World stocks and commodities dove as weak data from China crystallized
investor fears of a global recession.
'You've got a meltdown in all these other markets,' said independent
analyst Mike Stevens of Mandeville, Louisiana. 'It's all attached to the
Fed (action on stimulus) and China.'
The key December cotton contract on ICE Futures U.S. dropped
3.54 cents or 3.4 percent to end at 99.29 cents a lb, trading from 99.07
cents to $1.0283.
It was the first time since Aug. 11 when the second position cotton
contract closed under the psychological $1 per lb mark.
Total volume traded on Thursday hit over 20,600 lots, almost
three-fourths over the 30-day norm, preliminary Thomson Reuters data
showed.
Stevens said the drubbing in cotton could have been a lot worse, but
the market ran into trade buying, hedge fund purchases and possible mill
fixation activity which enabled fiber contracts to prune its losses.

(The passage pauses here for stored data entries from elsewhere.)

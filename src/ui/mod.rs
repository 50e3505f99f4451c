// ClaimAudit - ui/mod.rs
//
// UI layer: presentation only.
// Dependencies: app (state), core (read-only models), egui.
// Must NOT depend on: platform, direct I/O.

pub mod panels;
pub mod theme;
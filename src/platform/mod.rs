// ClaimAudit - platform/mod.rs
//
// Platform abstraction layer.
// Dependencies: standard library, directories crate.
// Must NOT depend on: app, ui.

pub mod config;
pub mod fs;
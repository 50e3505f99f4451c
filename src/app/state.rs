// ClaimAudit - app/state.rs
//
// Application state management. Holds the audit session, the sidebar
// parameters, the latest audit outcome, and UI flags.
// Owned by the eframe::App implementation.

use crate::app::session::{AuditRequest, AuditSession};
use crate::core::audit::{AuditKind, CostRange};
use crate::core::export;
use crate::core::filter::FilterState;
use crate::core::model::AuditOutcome;
use crate::platform::config::AppConfig;
use crate::util::error::{ClaimAuditError, ExportError, IngestError};
use std::path::{Path, PathBuf};

/// Export file format.
#[derive(Debug, Clone, Copy, PartialEq, Eq)]
pub enum ExportFormat {
    Csv,
    Json,
}

impl ExportFormat {
    pub fn extension(&self) -> &'static str {
        match self {
            ExportFormat::Csv => "csv",
            ExportFormat::Json => "json",
        }
    }
}

/// Top-level application state.
#[derive(Debug)]
pub struct AppState {
    /// The session's claim table and query context.
    pub session: AuditSession,

    /// Audit selected in the sidebar.
    pub selected_audit: AuditKind,

    /// Cost range for the high-cost audit.
    pub cost_range: CostRange,

    /// Configured range restored by Reset.
    pub default_range: CostRange,

    /// Pharmacy / patient filter inputs.
    pub filter_state: FilterState,

    /// Outcome of the most recent successful run, cleared on reload.
    pub outcome: Option<AuditOutcome>,

    /// Error from the most recent upload or run, shown as a banner.
    pub last_error: Option<String>,

    /// Status message for the status bar.
    pub status_message: String,

    /// Non-fatal warnings (config validation and the like).
    pub warnings: Vec<String>,

    /// Rows shown in the upload preview.
    pub preview_rows: usize,

    /// Largest accepted upload in bytes.
    pub max_upload_bytes: u64,

    /// Path queued for loading by the menu or the command line.
    pub pending_open: Option<PathBuf>,

    /// Whether to show the table summary dialog.
    pub show_summary: bool,

    /// Whether to show the About dialog.
    pub show_about: bool,

    pub dark_mode: bool,

    /// Whether debug mode is enabled.
    pub debug_mode: bool,
}

impl AppState {
    /// Create initial state from validated configuration.
    pub fn new(config: &AppConfig, debug_mode: bool) -> Self {
        let default_range = CostRange {
            min: config.default_min_cost,
            max: config.default_max_cost,
        };
        Self {
            session: AuditSession::new(),
            selected_audit: AuditKind::default(),
            cost_range: default_range,
            default_range,
            filter_state: FilterState::default(),
            outcome: None,
            last_error: None,
            status_message: "Ready. Open a claims CSV to begin.".to_string(),
            warnings: Vec::new(),
            preview_rows: config.preview_rows,
            max_upload_bytes: config.max_upload_bytes,
            pending_open: None,
            show_summary: false,
            show_about: false,
            dark_mode: config.dark_mode,
            debug_mode,
        }
    }

    /// Load a CSV from disk, replacing the current table on success.
    pub fn open_path(&mut self, path: &Path) {
        match self.session.load_path(path, self.max_upload_bytes) {
            Ok(table) => {
                self.status_message = format!(
                    "Loaded {}: {} rows, {} columns.",
                    table.source_name,
                    table.row_count(),
                    table.columns.len()
                );
                self.after_load();
            }
            Err(e) => self.report(ClaimAuditError::from(e)),
        }
    }

    /// Load CSV content already in memory (drag-and-drop).
    ///
    /// Held to the same size limit as a file read from disk.
    pub fn open_bytes(&mut self, bytes: &[u8], source_name: &str) {
        let size = bytes.len() as u64;
        if size > self.max_upload_bytes {
            self.report(ClaimAuditError::from(IngestError::FileTooLarge {
                path: PathBuf::from(source_name),
                size,
                max_size: self.max_upload_bytes,
            }));
            return;
        }
        match self.session.load_bytes(bytes, source_name) {
            Ok(table) => {
                self.status_message = format!(
                    "Loaded {}: {} rows, {} columns.",
                    table.source_name,
                    table.row_count(),
                    table.columns.len()
                );
                self.after_load();
            }
            Err(e) => self.report(ClaimAuditError::from(e)),
        }
    }

    /// Results from the previous table must never outlive it.
    fn after_load(&mut self) {
        self.outcome = None;
        self.last_error = None;
    }

    /// The request described by the current sidebar inputs.
    pub fn current_request(&self) -> AuditRequest {
        AuditRequest {
            kind: self.selected_audit,
            range: self.cost_range,
            filter: self.filter_state.clone(),
        }
    }

    /// Run the selected audit with the current parameters.
    pub fn run_audit(&mut self) {
        match self.session.run_audit(&self.current_request()) {
            Ok(outcome) => {
                self.status_message = format!(
                    "{}: {} of {} rows match the filters.",
                    outcome.result.audit,
                    outcome.visible.len(),
                    outcome.result.row_count()
                );
                self.last_error = None;
                self.outcome = Some(outcome);
            }
            Err(e) => {
                self.outcome = None;
                self.report(e);
            }
        }
    }

    /// Write the visible rows of the latest outcome to `dest`.
    pub fn export_to(&mut self, dest: &Path, format: ExportFormat) {
        match self.try_export(dest, format) {
            Ok(n) => {
                self.status_message =
                    format!("Exported {n} rows to {}.", dest.display());
            }
            Err(e) => self.report(e),
        }
    }

    fn try_export(&self, dest: &Path, format: ExportFormat) -> Result<usize, ClaimAuditError> {
        let outcome = self.outcome.as_ref().ok_or(ExportError::NothingToExport)?;
        let file = std::fs::File::create(dest).map_err(|e| ClaimAuditError::Io {
            path: dest.to_path_buf(),
            operation: "create export file",
            source: e,
        })?;
        let count = match format {
            ExportFormat::Csv => export::export_csv(outcome, file, dest)?,
            ExportFormat::Json => export::export_json(outcome, file, dest)?,
        };
        Ok(count)
    }

    /// Record a recoverable error for the banner, status bar and log.
    fn report(&mut self, error: ClaimAuditError) {
        tracing::warn!(error = %error, "Operation failed");
        self.status_message = error.to_string();
        self.last_error = Some(error.to_string());
    }

    /// Reset filters and cost range to the configured defaults.
    pub fn reset_parameters(&mut self) {
        self.filter_state = FilterState::default();
        self.cost_range = self.default_range;
    }
}
// ClaimAudit - core/model.rs
//
// Core data model types. Pure data definitions with no I/O, no UI,
// no platform dependencies.
//
// These types are the shared vocabulary across all layers.

use crate::core::audit::AuditKind;
use crate::util::constants::DISPLAY_DATE_FORMAT;
use chrono::NaiveDate;
use serde::{Serialize, Serializer};
use std::cmp::Ordering;
use std::fmt;

// =============================================================================
// Cell values
// =============================================================================

/// A single cell of a claim table or audit result.
///
/// Values carry a total order so they can key `BTreeMap` groups and
/// partitions: `Null` sorts first, then numbers (integers and floats compare
/// numerically), then dates, then text, then `Undefined`.
#[derive(Debug, Clone)]
pub enum Value {
    /// Missing cell.
    Null,
    Integer(i64),
    Float(f64),
    Date(NaiveDate),
    Text(String),
    /// Result of arithmetic with no defined value, e.g. a percentage
    /// deviation from a zero mean.
    Undefined,
}

impl Value {
    /// Numeric view of the cell. Only `Integer` and `Float` are numeric.
    pub fn as_f64(&self) -> Option<f64> {
        match self {
            Value::Integer(i) => Some(*i as f64),
            Value::Float(f) => Some(*f),
            _ => None,
        }
    }

    pub fn is_null(&self) -> bool {
        matches!(self, Value::Null)
    }

    /// Canonical text form used for equality filtering and display.
    ///
    /// Integers and whole floats render identically (`12` and `12.0` both
    /// become `"12"`), so numeric and text identifiers compare equal.
    pub fn to_text(&self) -> String {
        self.to_string()
    }

    fn rank(&self) -> u8 {
        match self {
            Value::Null => 0,
            Value::Integer(_) | Value::Float(_) => 1,
            Value::Date(_) => 2,
            Value::Text(_) => 3,
            Value::Undefined => 4,
        }
    }
}

impl fmt::Display for Value {
    fn fmt(&self, f: &mut fmt::Formatter<'_>) -> fmt::Result {
        match self {
            Value::Null => Ok(()),
            Value::Integer(i) => write!(f, "{i}"),
            Value::Float(x) => write!(f, "{x}"),
            Value::Date(d) => write!(f, "{}", d.format(DISPLAY_DATE_FORMAT)),
            Value::Text(s) => f.write_str(s),
            Value::Undefined => f.write_str("undefined"),
        }
    }
}

impl Ord for Value {
    fn cmp(&self, other: &Self) -> Ordering {
        match (self, other) {
            (Value::Integer(a), Value::Integer(b)) => a.cmp(b),
            (Value::Date(a), Value::Date(b)) => a.cmp(b),
            (Value::Text(a), Value::Text(b)) => a.cmp(b),
            (a, b) if a.rank() == 1 && b.rank() == 1 => {
                let (x, y) = (a.as_f64().unwrap_or(0.0), b.as_f64().unwrap_or(0.0));
                x.total_cmp(&y)
            }
            (a, b) => a.rank().cmp(&b.rank()),
        }
    }
}

impl PartialOrd for Value {
    fn partial_cmp(&self, other: &Self) -> Option<Ordering> {
        Some(self.cmp(other))
    }
}

impl PartialEq for Value {
    fn eq(&self, other: &Self) -> bool {
        self.cmp(other) == Ordering::Equal
    }
}

impl Eq for Value {}

impl Serialize for Value {
    fn serialize<S: Serializer>(&self, serializer: S) -> Result<S::Ok, S::Error> {
        match self {
            Value::Null | Value::Undefined => serializer.serialize_none(),
            Value::Integer(i) => serializer.serialize_i64(*i),
            Value::Float(x) => serializer.serialize_f64(*x),
            Value::Date(_) => serializer.collect_str(self),
            Value::Text(s) => serializer.serialize_str(s),
        }
    }
}

// =============================================================================
// Columns and tables
// =============================================================================

/// Type inferred for a whole column at load time.
#[derive(Debug, Clone, Copy, PartialEq, Eq)]
pub enum ColumnType {
    Integer,
    Float,
    Date,
    Text,
    /// Every cell in the column is missing.
    Empty,
}

impl ColumnType {
    /// Human-readable label for the table summary.
    pub fn label(&self) -> &'static str {
        match self {
            ColumnType::Integer => "integer",
            ColumnType::Float => "float",
            ColumnType::Date => "date",
            ColumnType::Text => "text",
            ColumnType::Empty => "empty",
        }
    }
}

/// A named, typed column of a claim table.
#[derive(Debug, Clone, PartialEq)]
pub struct Column {
    pub name: String,
    pub kind: ColumnType,
}

/// The full set of claim records from one uploaded file.
///
/// Rows are stored positionally; `rows[r][c]` is the value of column `c`.
/// Every row has exactly `columns.len()` cells.
#[derive(Debug, Clone)]
pub struct ClaimTable {
    /// File name the table was loaded from (display only).
    pub source_name: String,
    pub columns: Vec<Column>,
    pub rows: Vec<Vec<Value>>,
}

impl ClaimTable {
    /// Position of the named column, if present. Names match exactly.
    pub fn column_index(&self, name: &str) -> Option<usize> {
        self.columns.iter().position(|c| c.name == name)
    }

    /// Resolve every named column, returning the names of those missing.
    pub fn resolve_columns(&self, names: &[&str]) -> Result<Vec<usize>, Vec<String>> {
        let mut found = Vec::with_capacity(names.len());
        let mut missing = Vec::new();
        for name in names {
            match self.column_index(name) {
                Some(idx) => found.push(idx),
                None => missing.push((*name).to_string()),
            }
        }
        if missing.is_empty() {
            Ok(found)
        } else {
            Err(missing)
        }
    }

    pub fn row_count(&self) -> usize {
        self.rows.len()
    }

    pub fn column_names(&self) -> Vec<&str> {
        self.columns.iter().map(|c| c.name.as_str()).collect()
    }

    /// The first `n` rows, for the upload preview.
    pub fn head(&self, n: usize) -> &[Vec<Value>] {
        &self.rows[..n.min(self.rows.len())]
    }
}

// =============================================================================
// Audit results
// =============================================================================

/// Output rowset of one audit query. Transient: lives for one display cycle.
#[derive(Debug, Clone, PartialEq)]
pub struct AuditResult {
    pub audit: AuditKind,
    pub columns: Vec<String>,
    pub rows: Vec<Vec<Value>>,
}

impl AuditResult {
    pub fn column_index(&self, name: &str) -> Option<usize> {
        self.columns.iter().position(|c| c == name)
    }

    pub fn row_count(&self) -> usize {
        self.rows.len()
    }

    pub fn is_empty(&self) -> bool {
        self.rows.is_empty()
    }
}

/// An audit result together with the rows that passed the post-query filter.
#[derive(Debug, Clone, PartialEq)]
pub struct AuditOutcome {
    pub result: AuditResult,

    /// Indices into `result.rows` of the rows matching the filter.
    pub visible: Vec<usize>,
}

impl AuditOutcome {
    /// Iterate the filtered rows in result order.
    pub fn visible_rows(&self) -> impl Iterator<Item = &Vec<Value>> {
        self.visible.iter().filter_map(|&i| self.result.rows.get(i))
    }
}
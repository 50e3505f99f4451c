// ClaimAudit - tests/e2e_audit.rs
//
// End-to-end tests for the load, audit, filter, and export pipeline.
//
// These tests read real CSV fixtures from disk through the same session
// the GUI uses, with no mocks. They cover the path from a raw claims file
// to the rows a user sees and exports.

use claimaudit::app::session::{AuditRequest, AuditSession};
use claimaudit::core::audit::{AuditKind, CostRange};
use claimaudit::core::export;
use claimaudit::core::filter::FilterState;
use claimaudit::core::model::{AuditOutcome, ColumnType, Value};
use claimaudit::util::constants::DEFAULT_MAX_UPLOAD_BYTES;
use claimaudit::util::error::{AuditError, ClaimAuditError, IngestError};
use std::path::{Path, PathBuf};

// =============================================================================
// Helpers
// =============================================================================

/// Absolute path to the on-disk fixture files.
fn fixture(name: &str) -> PathBuf {
    PathBuf::from(env!("CARGO_MANIFEST_DIR"))
        .join("tests")
        .join("fixtures")
        .join(name)
}

/// A session with the sample claims file loaded.
fn sample_session() -> AuditSession {
    let mut session = AuditSession::new();
    session
        .load_path(&fixture("claims_sample.csv"), DEFAULT_MAX_UPLOAD_BYTES)
        .expect("sample fixture should load");
    session
}

fn run(session: &AuditSession, kind: AuditKind) -> AuditOutcome {
    session
        .run_audit(&AuditRequest {
            kind,
            ..Default::default()
        })
        .unwrap()
}

fn texts(row: &[Value]) -> Vec<String> {
    row.iter().map(Value::to_text).collect()
}

/// Render an outcome to CSV in memory.
fn csv_bytes(outcome: &AuditOutcome) -> Vec<u8> {
    let mut buf = Vec::new();
    export::export_csv(outcome, &mut buf, Path::new("memory.csv")).unwrap();
    buf
}

// =============================================================================
// Ingestion E2E
// =============================================================================

#[test]
fn e2e_loads_sample_with_inferred_types() {
    let session = sample_session();
    let table = session.table().unwrap();

    assert_eq!(table.source_name, "claims_sample.csv");
    assert_eq!(table.row_count(), 10);

    let kind = |name: &str| table.columns[table.column_index(name).unwrap()].kind;
    assert_eq!(kind("claim_id"), ColumnType::Integer);
    assert_eq!(kind("drug_ndc"), ColumnType::Text, "NDC zeros must survive");
    assert_eq!(kind("fill_date"), ColumnType::Date);
    assert_eq!(kind("submitted_cost"), ColumnType::Float);

    let ndc = table.column_index("drug_ndc").unwrap();
    assert_eq!(table.rows[0][ndc].to_text(), "00093101001");
}

#[test]
fn e2e_ragged_file_is_rejected_and_previous_table_kept() {
    let mut session = sample_session();
    let err = session
        .load_path(&fixture("claims_ragged.csv"), DEFAULT_MAX_UPLOAD_BYTES)
        .unwrap_err();
    assert!(matches!(err, IngestError::Csv { .. }), "got {err:?}");
    assert_eq!(session.table().unwrap().source_name, "claims_sample.csv");
}

#[test]
fn e2e_oversized_file_is_rejected() {
    let mut session = AuditSession::new();
    let err = session
        .load_path(&fixture("claims_sample.csv"), 64)
        .unwrap_err();
    assert!(matches!(err, IngestError::FileTooLarge { .. }), "got {err:?}");
    assert!(!session.has_table());
}

// =============================================================================
// Audit E2E
// =============================================================================

#[test]
fn e2e_duplicate_claims() {
    let session = sample_session();
    let outcome = run(&session, AuditKind::DuplicateClaims);

    let rows: Vec<Vec<String>> = outcome.visible_rows().map(|r| texts(r)).collect();
    assert_eq!(
        rows,
        vec![
            vec!["P001", "00093101001", "D10", "2024-01-05", "2"],
            vec!["P003", "55111064501", "D12", "2024-01-10", "3"],
        ]
    );
}

#[test]
fn e2e_early_refills_lists_every_fill_with_previous_date() {
    let session = sample_session();
    let outcome = run(&session, AuditKind::EarlyRefills);

    assert_eq!(outcome.result.row_count(), 10);
    let first_three: Vec<Vec<String>> =
        outcome.visible_rows().take(3).map(|r| texts(r)).collect();
    assert_eq!(
        first_three,
        vec![
            vec!["P001", "00093101001", "PH1", "2024-01-05", "30", ""],
            vec!["P001", "00093101001", "PH1", "2024-01-05", "30", "2024-01-05"],
            vec!["P001", "00093101001", "PH2", "2024-01-25", "30", "2024-01-05"],
        ]
    );
}

#[test]
fn e2e_high_cost_scores_against_full_table_mean() {
    let session = sample_session();
    let outcome = run(&session, AuditKind::HighCostRiskScore);

    // Claim 8 (1450.00) is outside the default range.
    let claims: Vec<String> = outcome.visible_rows().map(|r| r[0].to_text()).collect();
    assert_eq!(claims, vec!["1", "2", "3", "4", "5", "6", "7", "9", "10"]);

    // Claim 6's drug mean includes the out-of-range claim 8: (40+40+1450)/3.
    let risk = outcome.result.column_index("risk_score").unwrap();
    let avg = outcome.result.column_index("avg_cost").unwrap();
    let claim_6 = &outcome.result.rows[5];
    assert_eq!(claim_6[avg], Value::Float(510.0));
    let score = claim_6[risk].as_f64().unwrap();
    assert!((score - (40.0 - 510.0) / 510.0 * 100.0).abs() < 1e-9);

    // Zero-cost drug has an undefined score, not an error.
    let claim_9 = &outcome.result.rows[7];
    assert_eq!(claim_9[risk], Value::Undefined);
}

#[test]
fn e2e_cost_range_narrows_high_cost_rows() {
    let session = sample_session();
    let outcome = session
        .run_audit(&AuditRequest {
            kind: AuditKind::HighCostRiskScore,
            range: CostRange {
                min: 100.0,
                max: 2000.0,
            },
            ..Default::default()
        })
        .unwrap();
    let claims: Vec<String> = outcome.visible_rows().map(|r| r[0].to_text()).collect();
    assert_eq!(claims, vec!["1", "2", "3", "8"]);
}

#[test]
fn e2e_missing_column_names_the_column() {
    let mut session = AuditSession::new();
    session
        .load_path(&fixture("claims_no_cost.csv"), DEFAULT_MAX_UPLOAD_BYTES)
        .unwrap();

    // Audits that do not need submitted_cost still run.
    run(&session, AuditKind::DuplicateClaims);

    let err = session
        .run_audit(&AuditRequest {
            kind: AuditKind::HighCostRiskScore,
            ..Default::default()
        })
        .unwrap_err();
    match err {
        ClaimAuditError::Audit(AuditError::MissingColumns { missing, .. }) => {
            assert_eq!(missing, vec!["submitted_cost".to_string()]);
        }
        other => panic!("expected MissingColumns, got {other:?}"),
    }
}

// =============================================================================
// Filter E2E
// =============================================================================

#[test]
fn e2e_pharmacy_filter_on_high_cost() {
    let session = sample_session();
    let outcome = session
        .run_audit(&AuditRequest {
            kind: AuditKind::HighCostRiskScore,
            filter: FilterState {
                pharmacy_id: "PH2".to_string(),
                ..Default::default()
            },
            ..Default::default()
        })
        .unwrap();
    let claims: Vec<String> = outcome.visible_rows().map(|r| r[0].to_text()).collect();
    assert_eq!(claims, vec!["3", "9", "10"]);
    assert_eq!(outcome.result.row_count(), 9, "filter must not change the result");
}

#[test]
fn e2e_patient_and_pharmacy_filters_combine() {
    let session = sample_session();
    let outcome = session
        .run_audit(&AuditRequest {
            kind: AuditKind::EarlyRefills,
            filter: FilterState {
                pharmacy_id: "PH1".to_string(),
                patient_id: "P001".to_string(),
            },
            ..Default::default()
        })
        .unwrap();
    assert_eq!(outcome.visible.len(), 2);
    assert!(outcome
        .visible_rows()
        .all(|r| r[0].to_text() == "P001" && r[2].to_text() == "PH1"));
}

// =============================================================================
// Reload and export E2E
// =============================================================================

#[test]
fn e2e_reload_replaces_table() {
    let mut session = sample_session();
    session
        .load_path(&fixture("claims_no_cost.csv"), DEFAULT_MAX_UPLOAD_BYTES)
        .unwrap();

    let outcome = run(&session, AuditKind::EarlyRefills);
    assert_eq!(outcome.result.row_count(), 2);
    assert!(outcome.visible_rows().all(|r| r[0].to_text() == "P001"));
}

#[test]
fn e2e_repeated_runs_export_identical_bytes() {
    let session = sample_session();
    for kind in AuditKind::all() {
        let first = csv_bytes(&run(&session, *kind));
        let second = csv_bytes(&run(&session, *kind));
        assert_eq!(first, second, "{kind} export differs between runs");
    }
}

#[test]
fn e2e_export_writes_visible_rows_to_disk() {
    let dir = tempfile::TempDir::new().unwrap();
    let dest = dir.path().join("high_cost.csv");

    let session = sample_session();
    let outcome = session
        .run_audit(&AuditRequest {
            kind: AuditKind::HighCostRiskScore,
            filter: FilterState {
                pharmacy_id: "PH2".to_string(),
                ..Default::default()
            },
            ..Default::default()
        })
        .unwrap();

    let file = std::fs::File::create(&dest).unwrap();
    let written = export::export_csv(&outcome, file, &dest).unwrap();
    assert_eq!(written, 3);

    let content = std::fs::read_to_string(&dest).unwrap();
    let lines: Vec<&str> = content.lines().collect();
    assert_eq!(
        lines[0],
        "claim_id,pharmacy_id,drug_ndc,submitted_cost,avg_cost,risk_score"
    );
    assert_eq!(lines.len(), 4);
    assert!(lines[2].starts_with("9,PH2,00378180001,0,0,"));
    assert!(lines[2].ends_with("undefined"));
}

'You had lots of spec shortcovering, trade buying on the low end of the
scale. and possible mill fixation buying,' a dealer said.
The traders said there may be a slight recovery on Friday, but future
action will be dominated by the macro environment dictating movements in
the commodity sector.
The market will now turn its attention to the U.S. Agriculture
Department's monthly supply-demand report in October which should give a
better idea of the size of the U.S. cotton crop in 2011/12, traders said.
Total volume traded Wednesday in the cotton market reached 15,954 lots,
versus the previous session's count at 12,893 lots, ICE Futures U.S. data
showed.
Open interest stood at 149,373 lots as of Sept 21, the lowest level
since Sept 6 and compared to the prior tally of 150,007 lots, the exchange
said.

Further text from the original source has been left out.